Word for word, repeat each entry that follows.

[Dataset entries]
____________________

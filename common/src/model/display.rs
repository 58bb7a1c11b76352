use chrono::NaiveDate;

/// Formats a date the way the admin views show it, e.g. "March 15, 2024".
pub fn format_long_date(date: NaiveDate) -> String {
    date.format("%B %-d, %Y").to_string()
}

#[cfg(test)]
mod tests {
    use super::*;

    #[test]
    fn formats_month_name_without_day_padding() {
        let date = NaiveDate::from_ymd_opt(2024, 3, 5).unwrap();
        assert_eq!(format_long_date(date), "March 5, 2024");
    }
}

____________________

* YOUR SOLUTION:
filename common/src/model/display.rs
repository 58bb7a1c11b76352
use chrono::NaiveDate;

/// Formats a date the way the admin views show it, e.g. "March 15, 2024".
pub fn format_long_date(date: NaiveDate) -> String {
    date.format("%B %-d, %Y").to_string()
}

#[cfg(test)]
mod tests {
    use super::*;

    #[test]
    fn formats_month_name_without_day_padding() {
        let date = NaiveDate::from_ymd_opt(2024, 3, 5).unwrap();
        assert_eq!(format_long_date(date), "March 5, 2024");
    }
}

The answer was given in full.